Minimalist Fitness: How to Get In Lean Shape With Little or No Equipment

Two common barriers for people who want to exercise and get in shape are a lack of time and money needed for fitness.

Who has the time to go to the gym, or buy expensive equipment, or take long bike rides?

Well, if those are the things stopping you, you’re in luck.

It takes no equipment to get a great workout and get in shape, and with one or two pieces of simple equipment, you can turn that great workout into a fantastic one, you magnificent beast, you.

And with little or no equipment required for a fantastic workout, you can do it at home, or wherever you are. Even if you’re in solitary confinement.

It’s hard not to find time for this type of workout — you can do it while watching TV, for goodness sake!

The Pros and Cons of Bodyweight Exercises

Using just your bodyweight, you can do a large number of challenging exercises.
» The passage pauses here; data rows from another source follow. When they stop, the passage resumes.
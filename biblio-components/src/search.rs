//! Search box with a clear control

use leptos::prelude::*;

use crate::icons::{CloseIcon, SearchIcon};

#[component]
pub fn SearchBar(
    #[prop(into)] value: Signal<String>,
    on_search: Callback<String>,
    #[prop(default = "Search...")] placeholder: &'static str,
) -> impl IntoView {
    view! {
        <div class="relative flex w-full max-w-md items-center">
            <label for="search-field" class="absolute left-3 text-gray-400">
                <SearchIcon inner_class="h-5 w-5" />
            </label>
            <input
                id="search-field"
                type="search"
                class="w-full rounded-lg border border-gray-300 py-2 pl-10 pr-10 text-sm"
                placeholder=placeholder
                prop:value=move || value.get()
                on:input=move |ev| on_search.run(event_target_value(&ev))
            />
            <button
                id="clear-search"
                type="button"
                class="absolute right-3 text-gray-400 hover:text-gray-600"
                class=("hidden", move || value.read().is_empty())
                on:click=move |_| on_search.run(String::new())
            >
                <CloseIcon inner_class="h-4 w-4" />
            </button>
        </div>
    }
}
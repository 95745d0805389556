//! Endpoint URLs for the backend API
//!
//! for consistency, all endpoint paths in this module always start with a /

/// Origin and prefix every API request is made against
pub const API_BASE_URL: &str = "http://127.0.0.1:5000/api";

/// Base url for static content served by the backend
pub const STATIC_BASE_URL: &str = "/static";
/// Book cover images under the backend's static tree
pub const BOOK_COVER_BASE_URL: &str = "/static/assets/books";
/// Where the backend starts its Google OAuth flow
pub const GOOGLE_OAUTH_URL: &str = "/api/user/create/google";

pub const AUTH_STATE: &str = "/auth/state";
pub const AUTH_ME: &str = "/auth/me";
pub const AUTH_SIGNUP: &str = "/auth/signup";
pub const AUTH_SIGNIN: &str = "/auth/signin";
pub const AUTH_SIGNOUT: &str = "/auth/signout";

pub const BOOKS_ALL: &str = "/books/all";
pub const BOOKS_ADMIN: &str = "/books/admin";
pub const BOOKS_CREATE: &str = "/books/create";

pub fn book(id: i64) -> String {
    format!("/books/{id}")
}

pub const BORROWINGS_BORROW: &str = "/borrowings/borrow";
pub const BORROWINGS_ALL: &str = "/borrowings/all";

pub fn borrowing_return(id: i64) -> String {
    format!("/borrowings/return/{id}")
}

pub const USER_PROFILE: &str = "/user/profile";
pub const USER_ALL: &str = "/user/all";
pub const USER_UPDATE: &str = "/user/update";
pub const USER_UPDATE_PASSWORD: &str = "/user/update/password";
pub const USER_CREATE_WITH_ADMIN: &str = "/user/create-with-admin";

pub fn user(id: i64) -> String {
    format!("/user/{id}")
}

pub fn user_delete(id: i64) -> String {
    format!("/user/delete/{id}")
}

pub fn user_update_with_admin(id: i64) -> String {
    format!("/user/update-with-admin/{id}")
}

pub const ACTIVITIES_ALL: &str = "/activities/all";
pub const ACTIVITIES_RECENT: &str = "/activities/recent";
pub const ACTIVITIES_LIMIT: &str = "/activities/limit";

pub fn activity(id: i64) -> String {
    format!("/activities/{id}")
}

pub const FAVORITES_CREATE: &str = "/favorites/create";
pub const FAVORITES_ALL: &str = "/favorites/all";
pub const FAVORITES_USER: &str = "/favorites/user";
pub const FAVORITES_DELETE: &str = "/favorites/delete";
I designed a workout that I do when I can’t make it to the gym, for example, and I can testify that it’s incredibly challenging (more on that below).

If you add just one or two pieces of equipment: a dumbbell, a kettlebell, a jump rope, a medicine ball, or a chinup bar, for example, you can increase the challenge even more.
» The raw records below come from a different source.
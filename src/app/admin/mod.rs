//! All the different admin pages

use biblio_components::activity::ActivityLine;
use leptos::prelude::*;
use leptos_router::components::A;

mod activities;
mod manage_books;
mod manage_borrowings;
mod manage_users;

pub use activities::AllActivityPage;
pub use manage_books::ManageBooksPage;
pub use manage_borrowings::ManageBorrowingsPage;
pub use manage_users::ManageUsersPage;

use crate::api::{activities as activity_api, books, borrowings, users};

#[component]
pub fn AdminOverview() -> impl IntoView {
    // four independent fetches, issued in parallel
    let borrowings = LocalResource::new(borrowings::load_all);
    let users = LocalResource::new(users::load_all);
    let books = LocalResource::new(books::load_for_admin);
    let activities = LocalResource::new(activity_api::load_recent);

    let borrowings_count = move || borrowings.get().unwrap_or_default().len();
    let users_count = move || users.get().unwrap_or_default().len();
    let books_count = move || books.get().unwrap_or_default().len();

    let overdue_count = move || {
        borrowings
            .get()
            .unwrap_or_default()
            .iter()
            .filter(|b| b.status == biblio_shared::BorrowingStatus::Overdue)
            .count()
    };
    let out_of_stock_count = move || {
        books
            .get()
            .unwrap_or_default()
            .iter()
            .filter(|b| !b.available())
            .count()
    };

    let now_ms = web_sys::js_sys::Date::now();

    view! {
        <div class="mx-auto max-w-5xl px-6 py-8">
            <h1 class="mb-6 text-2xl font-bold">"Overview"</h1>

            <div class="mb-8 grid grid-cols-3 gap-4">
                <div class="rounded-lg border border-gray-200 bg-white p-4">
                    <p class="text-xs uppercase text-gray-400">"Borrowings"</p>
                    <p id="borrowings-count" class="text-3xl font-bold">
                        {borrowings_count}
                    </p>
                </div>
                <div class="rounded-lg border border-gray-200 bg-white p-4">
                    <p class="text-xs uppercase text-gray-400">"Users"</p>
                    <p id="users-count" class="text-3xl font-bold">
                        {users_count}
                    </p>
                </div>
                <div class="rounded-lg border border-gray-200 bg-white p-4">
                    <p class="text-xs uppercase text-gray-400">"Books"</p>
                    <p id="books-count" class="text-3xl font-bold">
                        {books_count}
                    </p>
                </div>
            </div>

            // attention required, hidden while there is nothing to flag
            <div class="mb-8 flex flex-col gap-2">
                <div id="overdue-link" class=("hidden", move || overdue_count() == 0)>
                    <A
                        href="/admin/manage-borrowings"
                        attr:class="block rounded-lg border border-amber-200 bg-amber-50 px-4 py-2 text-sm text-amber-800"
                    >
                        <span id="overdue-attention-count" class="font-bold">
                            {overdue_count}
                        </span>
                        " overdue borrowings need attention"
                    </A>
                </div>

                <div id="stock-link" class=("hidden", move || out_of_stock_count() == 0)>
                    <A
                        href="/admin/manage-books"
                        attr:class="block rounded-lg border border-amber-200 bg-amber-50 px-4 py-2 text-sm text-amber-800"
                    >
                        <span id="stock-attention-count" class="font-bold">
                            {out_of_stock_count}
                        </span>
                        " books are out of stock"
                    </A>
                </div>
            </div>

            <h2 class="mb-3 text-lg font-semibold">"Recent activity"</h2>
            <Transition fallback=|| view! { <p>"Loading activity..."</p> }>
                {move || {
                    activities
                        .get()
                        .map(|list| {
                            if list.is_empty() {
                                leptos::either::Either::Left(
                                    view! { <p id="recent-activity">"No recent activities found."</p> },
                                )
                            } else {
                                leptos::either::Either::Right(
                                    view! {
                                        <ul id="recent-activity" class="rounded-lg border border-gray-200 bg-white p-4">
                                            {list
                                                .into_iter()
                                                .map(|activity| {
                                                    view! { <ActivityLine activity=activity now_ms=now_ms /> }
                                                })
                                                .collect_view()}
                                        </ul>
                                    },
                                )
                            }
                        })
                }}
            </Transition>
        </div>
    }
}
Now, I’m not putting down lifting weights — I truly believe in lifting heavy weights when you can, but there are tremendous benefits from bodyweight exercises as well:

    1. No gym fees or need to buy expensive equipment.
    2. You can do the workout anywhere, anytime.
    3. Most exercises involve many muscles working in coordination, resulting in great overall fitness and strength.
    4. For people who are just starting with strength training, bodyweight is often more than enough to begin with. And it gives you a good foundation of strength you can build on later.
Bodyweight exercises aren’t the only thing you should ever do, however, for several reasons:

    1. After awhile (a couple months perhaps), they aren’t all that challenging. You’ll need to continue to build your strength by adding weights. You can do that with some simple equipment (see below).
    2. If you don’t have at least one or two pieces of equipment — a chinup bar or a resistance band perhaps — some muscles don’t get worked out as much as others. That’s not a problem over the short term, but over the long term you’ll want to make sure you get a balance.
I suggest starting with bodyweight exercises, and then slowly transitioning to a combination of bodyweight and weight training to get a good balance. And even if you’re doing a complete weight training program, you can always use bodyweight exercises anytime you can’t make it to the gym.
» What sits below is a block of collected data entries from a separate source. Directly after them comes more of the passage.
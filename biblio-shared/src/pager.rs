//! Pagination bookkeeping for the browse listing
//!
//! The server owns the slicing; the client only tracks which page it is on
//! and which navigations are legal.

/// Current position within a paginated listing
#[derive(Debug, Clone, Copy, PartialEq, Eq)]
pub struct Pager {
    pub current: u32,
    pub total: u32,
}

impl Pager {
    pub fn new(current: u32, total: u32) -> Self {
        Self {
            current: current.max(1),
            total: total.max(1),
        }
    }

    /// The page to navigate to, or `None` when the request is a no-op:
    /// page zero, past the end, or already the current page.
    pub fn goto(&self, page: u32) -> Option<u32> {
        if page < 1 || page > self.total || page == self.current {
            None
        } else {
            Some(page)
        }
    }

    pub fn prev(&self) -> Option<u32> {
        self.current.checked_sub(1).and_then(|p| self.goto(p))
    }

    pub fn next(&self) -> Option<u32> {
        self.goto(self.current + 1)
    }

    pub fn has_prev(&self) -> bool {
        self.current > 1
    }

    pub fn has_next(&self) -> bool {
        self.current < self.total
    }

    /// The page track, e.g. "2 of 7"
    pub fn label(&self) -> String {
        format!("{} of {}", self.current, self.total)
    }

    /// Single-page listings render no pagination controls at all
    pub fn single_page(&self) -> bool {
        self.total <= 1
    }

    pub fn pages(&self) -> impl Iterator<Item = u32> {
        1..=self.total
    }
}

#[cfg(test)]
mod tests {
    use super::*;

    #[test]
    fn page_zero_is_a_no_op() {
        let pager = Pager::new(1, 5);
        assert_eq!(pager.goto(0), None);
    }

    #[test]
    fn past_the_end_is_a_no_op() {
        let pager = Pager::new(4, 5);
        assert_eq!(pager.goto(6), None);
        assert_eq!(pager.goto(5), Some(5));
    }

    #[test]
    fn current_page_is_a_no_op() {
        let pager = Pager::new(3, 5);
        assert_eq!(pager.goto(3), None);
    }

    #[test]
    fn prev_next_disable_at_the_edges() {
        let first = Pager::new(1, 3);
        assert!(!first.has_prev());
        assert!(first.has_next());
        assert_eq!(first.prev(), None);
        assert_eq!(first.next(), Some(2));

        let last = Pager::new(3, 3);
        assert!(last.has_prev());
        assert!(!last.has_next());
        assert_eq!(last.next(), None);
        assert_eq!(last.prev(), Some(2));
    }

    #[test]
    fn label_reads_current_of_total() {
        assert_eq!(Pager::new(2, 7).label(), "2 of 7");
    }

    #[test]
    fn degenerate_input_clamps_to_page_one() {
        let pager = Pager::new(0, 0);
        assert_eq!(pager.label(), "1 of 1");
        assert!(pager.single_page());
    }

    #[test]
    fn pages_iterates_every_link() {
        let pager = Pager::new(1, 3);
        assert_eq!(pager.pages().collect::<Vec<_>>(), vec![1, 2, 3]);
    }
}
My Workout — Just a Sample

What follows is a little workout I’ve been doing recently when I can’t go to the gym — it’s just a collection of exercises that use compound muscles and joints to give me a total-body workout with nothing but my bodyweight and my chinup bar.

However, this is not the only workout you can do — not by a long shot. This is a sample, but you should look at the next section for a much wider variety of challenges.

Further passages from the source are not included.